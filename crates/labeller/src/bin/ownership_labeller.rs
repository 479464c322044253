/*
 * 5D Labs Agent Platform - Ownership Labeller
 * Copyright (C) 2025 5D Labs
 *
 * This program is free software: you can redistribute it and/or modify
 * it under the terms of the GNU Affero General Public License as published
 * by the Free Software Foundation, either version 3 of the License, or
 * (at your option) any later version.
 *
 * This program is distributed in the hope that it will be useful,
 * but WITHOUT ANY WARRANTY; without even the implied warranty of
 * MERCHANTABILITY or FITNESS FOR A PARTICULAR PURPOSE. See the
 * GNU Affero General Public License for more details.
 *
 * You should have received a copy of the GNU Affero General Public License
 * along with this program. If not, see <https://www.gnu.org/licenses/>.
 */

//! Ownership Labeller Service
//!
//! Labels operator-owned objects with `olm.managed=true` and exits with
//! status 0 once every configured kind is labelled, so the supervising
//! Deployment restarts it with a narrower watch set.

use clap::Parser;
use ownership_labeller::{run_labellers, LabellerConfig, RunOutcome};
use tokio::signal;
use tracing::{error, info, warn};
use tracing_subscriber::{layer::SubscriberExt, util::SubscriberInitExt};

#[derive(Parser, Debug)]
#[command(name = "ownership-labeller", version, about)]
struct Args {
    /// Path to the mounted labeller configuration
    #[arg(long, env = "LABELLER_CONFIG", default_value = "/config/config.yaml")]
    config: String,

    /// Namespace to watch, overriding the configuration file
    #[arg(long, env = "WATCH_NAMESPACE")]
    namespace: Option<String>,
}

fn load_config(args: &Args) -> anyhow::Result<LabellerConfig> {
    let mut config = match LabellerConfig::from_mounted_file(&args.config) {
        Ok(cfg) => cfg,
        Err(e) => {
            warn!("Failed to load configuration, using defaults: {}", e);
            LabellerConfig::default()
        }
    };

    if let Some(namespace) = &args.namespace {
        config.namespace = Some(namespace.clone());
    }

    config.validate()?;
    Ok(config)
}

#[tokio::main]
async fn main() -> anyhow::Result<()> {
    // Initialize tracing
    tracing_subscriber::registry()
        .with(
            tracing_subscriber::EnvFilter::try_from_default_env()
                .unwrap_or_else(|_| "info".into()),
        )
        .with(tracing_subscriber::fmt::layer())
        .init();

    info!(
        "Starting ownership labeller v{}",
        env!("CARGO_PKG_VERSION")
    );

    let args = Args::parse();
    let config = load_config(&args).inspect_err(|e| {
        error!("Configuration validation failed: {}", e);
    })?;

    let client = kube::Client::try_default().await?;
    info!("Connected to Kubernetes cluster");

    tokio::select! {
        outcome = run_labellers(client, &config) => match outcome {
            RunOutcome::TerminationRequested => {
                info!("Detected that every object is labelled, exiting to re-start the process...");
                std::process::exit(0);
            }
            RunOutcome::NothingToWatch => {
                info!("All kinds labelled on startup, idling until shutdown");
                shutdown_signal().await;
            }
            RunOutcome::Stopped => {
                error!("Labelling controllers stopped unexpectedly");
                anyhow::bail!("labelling controllers stopped");
            }
        },
        () = shutdown_signal() => {}
    }

    info!("Ownership labeller shutting down");
    Ok(())
}

async fn shutdown_signal() {
    let ctrl_c = async {
        signal::ctrl_c()
            .await
            .expect("failed to install Ctrl+C handler");
    };

    #[cfg(unix)]
    let terminate = async {
        signal::unix::signal(signal::unix::SignalKind::terminate())
            .expect("failed to install signal handler")
            .recv()
            .await;
    };

    #[cfg(not(unix))]
    let terminate = std::future::pending::<()>();

    tokio::select! {
        () = ctrl_c => {
            info!("Received Ctrl+C, shutting down gracefully");
        },
        () = terminate => {
            info!("Received SIGTERM, shutting down gracefully");
        },
    }
}
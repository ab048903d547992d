#![allow(dead_code)]

use std::collections::VecDeque;
use std::sync::atomic::{AtomicBool, AtomicUsize, Ordering};
use std::sync::Arc;

use async_trait::async_trait;
use postharvest_lib::{
    Advance, Backend, ItemOutcome, PostRecord, PostSource, QuerySpec, SourceError,
};

pub fn post(id: u64) -> PostRecord {
    PostRecord {
        id: Some(id),
        url: Some(format!("https://x.com/desk/status/{}", id)),
        username: "desk".to_string(),
        display_name: "Desk".to_string(),
        date: format!("2025-02-01T00:00:{:02}Z", id % 60),
        text: format!("post {}", id),
        image: None,
        like_count: id,
        retweet_count: 0,
        reply_count: Some(0),
        quote_count: Some(0),
        language: Some("en".to_string()),
        hashtags: vec![],
        user_verified: None,
        user_followers: None,
        author_id: None,
        query: String::new(),
        source: Backend::ApiClient,
    }
}

pub fn page(ids: impl IntoIterator<Item = u64>) -> Vec<ItemOutcome> {
    ids.into_iter().map(|id| ItemOutcome::Record(post(id))).collect()
}

/// One scripted step of a source.
pub enum Step {
    Batch(Vec<ItemOutcome>),
    /// Last batch; `advance` reports `Exhausted`.
    Final(Vec<ItemOutcome>),
    FailAdvance(String),
}

/// Replays pages per query. Once the script runs out, every further
/// iteration yields an empty batch, like scrolling a page that stopped
/// growing.
pub struct ScriptedSource {
    scripts: VecDeque<Vec<Step>>,
    current: VecDeque<Step>,
    pending: Vec<ItemOutcome>,
    query: String,
    pub fail_begin_for: Option<String>,
    pub closed: Arc<AtomicBool>,
    pub advances: Arc<AtomicUsize>,
}

impl ScriptedSource {
    /// One script per query, consumed in order by `begin`.
    pub fn new(scripts: Vec<Vec<Step>>) -> Self {
        Self {
            scripts: scripts.into(),
            current: VecDeque::new(),
            pending: Vec::new(),
            query: String::new(),
            fail_begin_for: None,
            closed: Arc::new(AtomicBool::new(false)),
            advances: Arc::new(AtomicUsize::new(0)),
        }
    }

    pub fn single(steps: Vec<Step>) -> Self {
        Self::new(vec![steps])
    }
}

#[async_trait]
impl PostSource for ScriptedSource {
    fn backend(&self) -> Backend {
        Backend::ApiClient
    }

    async fn begin(&mut self, query: &QuerySpec) -> Result<(), SourceError> {
        if self.fail_begin_for.as_deref() == Some(query.label.as_str()) {
            self.scripts.pop_front();
            return Err(SourceError::Browser("page failed to load".to_string()));
        }
        self.current = self.scripts.pop_front().unwrap_or_default().into();
        self.query = query.query.clone();
        Ok(())
    }

    async fn advance(&mut self) -> Result<Advance, SourceError> {
        self.advances.fetch_add(1, Ordering::SeqCst);
        match self.current.pop_front() {
            Some(Step::Batch(items)) => {
                self.pending = items;
                Ok(Advance::More)
            }
            Some(Step::Final(items)) => {
                self.pending = items;
                Ok(Advance::Exhausted)
            }
            Some(Step::FailAdvance(msg)) => Err(SourceError::Browser(msg)),
            None => {
                self.pending = Vec::new();
                Ok(Advance::More)
            }
        }
    }

    async fn collect(&mut self) -> Result<Vec<ItemOutcome>, SourceError> {
        let query = self.query.clone();
        Ok(std::mem::take(&mut self.pending)
            .into_iter()
            .map(|item| match item {
                ItemOutcome::Record(mut r) => {
                    r.query = query.clone();
                    ItemOutcome::Record(r)
                }
                other => other,
            })
            .collect())
    }

    async fn close(&mut self) {
        self.closed.store(true, Ordering::SeqCst);
    }
}

pub fn read_lines(path: &std::path::Path) -> Vec<serde_json::Value> {
    std::fs::read_to_string(path)
        .unwrap_or_default()
        .lines()
        .map(|l| serde_json::from_str(l).unwrap())
        .collect()
}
——————
§ **WORK ORDER**
The entries shown above must be reproduced in full, exactly as written.

§ **OUTPUT BELOW**
filename crates/labeller/src/bin/ownership_labeller.rs
repository 479464c322044253
/*
 * 5D Labs Agent Platform - Ownership Labeller
 * Copyright (C) 2025 5D Labs
 *
 * This program is free software: you can redistribute it and/or modify
 * it under the terms of the GNU Affero General Public License as published
 * by the Free Software Foundation, either version 3 of the License, or
 * (at your option) any later version.
 *
 * This program is distributed in the hope that it will be useful,
 * but WITHOUT ANY WARRANTY; without even the implied warranty of
 * MERCHANTABILITY or FITNESS FOR A PARTICULAR PURPOSE. See the
 * GNU Affero General Public License for more details.
 *
 * You should have received a copy of the GNU Affero General Public License
 * along with this program. If not, see <https://www.gnu.org/licenses/>.
 */

//! Ownership Labeller Service
//!
//! Labels operator-owned objects with `olm.managed=true` and exits with
//! status 0 once every configured kind is labelled, so the supervising
//! Deployment restarts it with a narrower watch set.

use clap::Parser;
use ownership_labeller::{run_labellers, LabellerConfig, RunOutcome};
use tokio::signal;
use tracing::{error, info, warn};
use tracing_subscriber::{layer::SubscriberExt, util::SubscriberInitExt};

#[derive(Parser, Debug)]
#[command(name = "ownership-labeller", version, about)]
struct Args {
    /// Path to the mounted labeller configuration
    #[arg(long, env = "LABELLER_CONFIG", default_value = "/config/config.yaml")]
    config: String,

    /// Namespace to watch, overriding the configuration file
    #[arg(long, env = "WATCH_NAMESPACE")]
    namespace: Option<String>,
}

fn load_config(args: &Args) -> anyhow::Result<LabellerConfig> {
    let mut config = match LabellerConfig::from_mounted_file(&args.config) {
        Ok(cfg) => cfg,
        Err(e) => {
            warn!("Failed to load configuration, using defaults: {}", e);
            LabellerConfig::default()
        }
    };

    if let Some(namespace) = &args.namespace {
        config.namespace = Some(namespace.clone());
    }

    config.validate()?;
    Ok(config)
}

#[tokio::main]
async fn main() -> anyhow::Result<()> {
    // Initialize tracing
    tracing_subscriber::registry()
        .with(
            tracing_subscriber::EnvFilter::try_from_default_env()
                .unwrap_or_else(|_| "info".into()),
        )
        .with(tracing_subscriber::fmt::layer())
        .init();

    info!(
        "Starting ownership labeller v{}",
        env!("CARGO_PKG_VERSION")
    );

    let args = Args::parse();
    let config = load_config(&args).inspect_err(|e| {
        error!("Configuration validation failed: {}", e);
    })?;

    let client = kube::Client::try_default().await?;
    info!("Connected to Kubernetes cluster");

    tokio::select! {
        outcome = run_labellers(client, &config) => match outcome {
            RunOutcome::TerminationRequested => {
                info!("Detected that every object is labelled, exiting to re-start the process...");
                std::process::exit(0);
            }
            RunOutcome::NothingToWatch => {
                info!("All kinds labelled on startup, idling until shutdown");
                shutdown_signal().await;
            }
            RunOutcome::Stopped => {
                error!("Labelling controllers stopped unexpectedly");
                anyhow::bail!("labelling controllers stopped");
            }
        },
        () = shutdown_signal() => {}
    }

    info!("Ownership labeller shutting down");
    Ok(())
}

async fn shutdown_signal() {
    let ctrl_c = async {
        signal::ctrl_c()
            .await
            .expect("failed to install Ctrl+C handler");
    };

    #[cfg(unix)]
    let terminate = async {
        signal::unix::signal(signal::unix::SignalKind::terminate())
            .expect("failed to install signal handler")
            .recv()
            .await;
    };

    #[cfg(not(unix))]
    let terminate = std::future::pending::<()>();

    tokio::select! {
        () = ctrl_c => {
            info!("Received Ctrl+C, shutting down gracefully");
        },
        () = terminate => {
            info!("Received SIGTERM, shutting down gracefully");
        },
    }
}
repository ab048903d547992d
#![allow(dead_code)]

use std::collections::VecDeque;
use std::sync::atomic::{AtomicBool, AtomicUsize, Ordering};
use std::sync::Arc;

use async_trait::async_trait;
use postharvest_lib::{
    Advance, Backend, ItemOutcome, PostRecord, PostSource, QuerySpec, SourceError,
};

pub fn post(id: u64) -> PostRecord {
    PostRecord {
        id: Some(id),
        url: Some(format!("https://x.com/desk/status/{}", id)),
        username: "desk".to_string(),
        display_name: "Desk".to_string(),
        date: format!("2025-02-01T00:00:{:02}Z", id % 60),
        text: format!("post {}", id),
        image: None,
        like_count: id,
        retweet_count: 0,
        reply_count: Some(0),
        quote_count: Some(0),
        language: Some("en".to_string()),
        hashtags: vec![],
        user_verified: None,
        user_followers: None,
        author_id: None,
        query: String::new(),
        source: Backend::ApiClient,
    }
}

pub fn page(ids: impl IntoIterator<Item = u64>) -> Vec<ItemOutcome> {
    ids.into_iter().map(|id| ItemOutcome::Record(post(id))).collect()
}

/// One scripted step of a source.
pub enum Step {
    Batch(Vec<ItemOutcome>),
    /// Last batch; `advance` reports `Exhausted`.
    Final(Vec<ItemOutcome>),
    FailAdvance(String),
}

/// Replays pages per query. Once the script runs out, every further
/// iteration yields an empty batch, like scrolling a page that stopped
/// growing.
pub struct ScriptedSource {
    scripts: VecDeque<Vec<Step>>,
    current: VecDeque<Step>,
    pending: Vec<ItemOutcome>,
    query: String,
    pub fail_begin_for: Option<String>,
    pub closed: Arc<AtomicBool>,
    pub advances: Arc<AtomicUsize>,
}

impl ScriptedSource {
    /// One script per query, consumed in order by `begin`.
    pub fn new(scripts: Vec<Vec<Step>>) -> Self {
        Self {
            scripts: scripts.into(),
            current: VecDeque::new(),
            pending: Vec::new(),
            query: String::new(),
            fail_begin_for: None,
            closed: Arc::new(AtomicBool::new(false)),
            advances: Arc::new(AtomicUsize::new(0)),
        }
    }

    pub fn single(steps: Vec<Step>) -> Self {
        Self::new(vec![steps])
    }
}

#[async_trait]
impl PostSource for ScriptedSource {
    fn backend(&self) -> Backend {
        Backend::ApiClient
    }

    async fn begin(&mut self, query: &QuerySpec) -> Result<(), SourceError> {
        if self.fail_begin_for.as_deref() == Some(query.label.as_str()) {
            self.scripts.pop_front();
            return Err(SourceError::Browser("page failed to load".to_string()));
        }
        self.current = self.scripts.pop_front().unwrap_or_default().into();
        self.query = query.query.clone();
        Ok(())
    }

    async fn advance(&mut self) -> Result<Advance, SourceError> {
        self.advances.fetch_add(1, Ordering::SeqCst);
        match self.current.pop_front() {
            Some(Step::Batch(items)) => {
                self.pending = items;
                Ok(Advance::More)
            }
            Some(Step::Final(items)) => {
                self.pending = items;
                Ok(Advance::Exhausted)
            }
            Some(Step::FailAdvance(msg)) => Err(SourceError::Browser(msg)),
            None => {
                self.pending = Vec::new();
                Ok(Advance::More)
            }
        }
    }

    async fn collect(&mut self) -> Result<Vec<ItemOutcome>, SourceError> {
        let query = self.query.clone();
        Ok(std::mem::take(&mut self.pending)
            .into_iter()
            .map(|item| match item {
                ItemOutcome::Record(mut r) => {
                    r.query = query.clone();
                    ItemOutcome::Record(r)
                }
                other => other,
            })
            .collect())
    }

    async fn close(&mut self) {
        self.closed.store(true, Ordering::SeqCst);
    }
}

pub fn read_lines(path: &std::path::Path) -> Vec<serde_json::Value> {
    std::fs::read_to_string(path)
        .unwrap_or_default()
        .lines()
        .map(|l| serde_json::from_str(l).unwrap())
        .collect()
}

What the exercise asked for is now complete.